[CRITIQUE] Critical Thinking – Biopic jouissif pour le public

Il fut un temps où les histoires vraies inspirantes avaient fait fureur. Elles ont été jouées mille fois. Le genre est édulcoré au point que la plupart sont mal exécutées. Le problème est que vous avez besoin d’un angle d’intérêt humain frais et intéressant. Je ne suis pas sûr de la précision ou de la quantité d’enrobage de sucre impliquée dans Critical Thinking de John Leguizamo, mais environ 15 minutes après vous serez suffisamment sobre pour comprendre les difficultés de ces enfants. Avec une performance principale très charismatique du réalisateur, le film de Leguizamo parvient à dépasser les attentes d’un genre fatigué.

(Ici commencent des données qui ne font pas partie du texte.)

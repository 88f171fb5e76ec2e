//! Authentication extractors.
//!
//! - [`api_key::RequireApiKey`] -- Requires the static `X-API-KEY` secret.

pub mod api_key;
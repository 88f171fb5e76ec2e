//! Static service categories.
//!
//! Categories are a fixed catalogue compiled into the binary. They are never
//! persisted and never mutated, so listing them cannot fail.

use serde::Serialize;

/// A bookable service category (e.g. wedding or graduation makeup).
#[derive(Debug, Clone, Copy, PartialEq, Eq, Serialize)]
pub struct Category {
    pub id: &'static str,
    pub name: &'static str,
    pub priority: i32,
}

/// The full category catalogue, ordered by `priority`.
pub const CATEGORIES: [Category; 4] = [
    Category {
        id: "tumu",
        name: "Tümü",
        priority: 1,
    },
    Category {
        id: "dugun",
        name: "Düğün Majyajı",
        priority: 2,
    },
    Category {
        id: "nisan",
        name: "Nişan Majyajı",
        priority: 3,
    },
    Category {
        id: "mezuniyet",
        name: "Mezuniyet Majyajı",
        priority: 4,
    },
];

/// Return the category catalogue as an owned list.
pub fn all_categories() -> Vec<Category> {
    CATEGORIES.to_vec()
}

Leguizamo joue Mario Martinez, un éducateur cubano-américain dévoué qui enseigne des cours d’échecs au Miami Jackson Senior High School. Sa classe est principalement remplie d’adolescents Latins et Afro-Américains qu’il inspire à former leur propre équipe. “Mister T”, comme ses étudiants l’appellent affectueusement, finance même les voyages de l’équipe parce que le principe bureaucratique de Jackson High ne prendra pas position pour approuver les fonds. Avec ses étudiants d’échecs sélectionnés à la main, Sedrik (Corwin C. Tuggles, une vraie trouvaille ici), Gil (Will Hochman), Ito (Jorge Lendeborg Jr.) et Rodelay (Angel Bismark Curiel), ils réussissent jusqu’au championnat national d’échecs de 1998.

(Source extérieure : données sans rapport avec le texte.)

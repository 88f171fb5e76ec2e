//! Shared application router builder.
//!
//! Provides [`build_app_router`] so both the production binary (`main.rs`)
//! and integration tests (`tests/common/mod.rs`) use the exact same
//! middleware stack.

use std::time::Duration;

use axum::http::header::CONTENT_TYPE;
use axum::http::{HeaderName, Method, StatusCode};
use axum::Router;
use makeup_core::api_key::API_KEY_HEADER;
use tower_http::catch_panic::CatchPanicLayer;
use tower_http::cors::{AllowOrigin, CorsLayer};
use tower_http::request_id::{MakeRequestUuid, PropagateRequestIdLayer, SetRequestIdLayer};
use tower_http::timeout::TimeoutLayer;
use tower_http::trace::{DefaultMakeSpan, DefaultOnResponse, TraceLayer};
use tracing::Level;

use crate::config::ServerConfig;
use crate::middleware::api_key::RequireApiKey;
use crate::routes;
use crate::state::AppState;

/// Build the full application [`Router`] with all middleware layers.
///
/// `/api/*` additionally requires the `X-API-KEY` header; a rejected
/// request never reaches its handler.
///
/// The middleware stack is applied bottom-up:
///
/// 1. CORS
/// 2. Set request ID on incoming requests
/// 3. Structured request/response tracing
/// 4. Propagate request ID to response
/// 5. Request timeout
/// 6. Panic recovery (catch panics, return 500)
pub fn build_app_router(state: AppState) -> Router {
    let config = state.config.clone();
    let cors = build_cors_layer(&config);
    let request_id_header = HeaderName::from_static("x-request-id");

    let api = routes::api_routes().route_layer(axum::middleware::from_extractor_with_state::<
        RequireApiKey,
        AppState,
    >(state.clone()));

    Router::new()
        // Health check at root level (not under /api).
        .merge(routes::health::router())
        // Public confirmation pages.
        .merge(routes::public_routes())
        // API-key protected routes.
        .nest("/api", api)
        // -- Middleware stack (applied bottom-up) --
        // Panic recovery: catch panics and return 500.
        .layer(CatchPanicLayer::new())
        // Request timeout.
        .layer(TimeoutLayer::with_status_code(
            StatusCode::REQUEST_TIMEOUT,
            Duration::from_secs(config.request_timeout_secs),
        ))
        // Propagate request ID to response.
        .layer(PropagateRequestIdLayer::new(request_id_header.clone()))
        // Structured request/response tracing.
        .layer(
            TraceLayer::new_for_http()
                .make_span_with(DefaultMakeSpan::new().level(Level::INFO))
                .on_response(DefaultOnResponse::new().level(Level::INFO)),
        )
        // Set request ID on incoming requests.
        .layer(SetRequestIdLayer::new(request_id_header, MakeRequestUuid))
        // CORS.
        .layer(cors)
        // Shared state.
        .with_state(state)
}

/// Build the CORS middleware layer from server configuration.
///
/// A `*` entry allows any origin. Panics at startup if any other configured
/// origin is invalid, so misconfiguration fails fast.
pub fn build_cors_layer(config: &ServerConfig) -> CorsLayer {
    let allow_origin = if config.cors_origins.iter().any(|o| o == "*") {
        AllowOrigin::any()
    } else {
        let origins: Vec<_> = config
            .cors_origins
            .iter()
            .map(|o| {
                o.parse()
                    .unwrap_or_else(|e| panic!("Invalid CORS origin '{o}': {e}"))
            })
            .collect();
        AllowOrigin::list(origins)
    };

    CorsLayer::new()
        .allow_origin(allow_origin)
        .allow_methods([Method::GET, Method::POST, Method::OPTIONS])
        .allow_headers([CONTENT_TYPE, HeaderName::from_static(API_KEY_HEADER)])
        .max_age(Duration::from_secs(3600))
}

Le long-métrage est basé sur l’histoire vraie d’un groupe composé essentiellement de personnes de couleur ou d’étudiants issus de minorités qui défient les chances de devenir des champions d’échecs. C’était l’un des multiples films ayant manqué divers festivals internationaux à cause de la pandémie (toujours en cours) de Covid-19 mais qu’on a eu la chance de découvrir cette année en France au festival de Deauville. C’est le deuxième long métrage de Leguizamo derrière la caméra et c’est un bon film. Son premier remonte à 17 ans avec Undefeated en 2003. Ici, il met le doigt sur un thème intemporel avec une force moderne que tout le monde peut comprendre. Il est convenablement pertinent, opportun et engageant pour que le public se soucie non seulement du résultat de l’équipe, mais également des individus.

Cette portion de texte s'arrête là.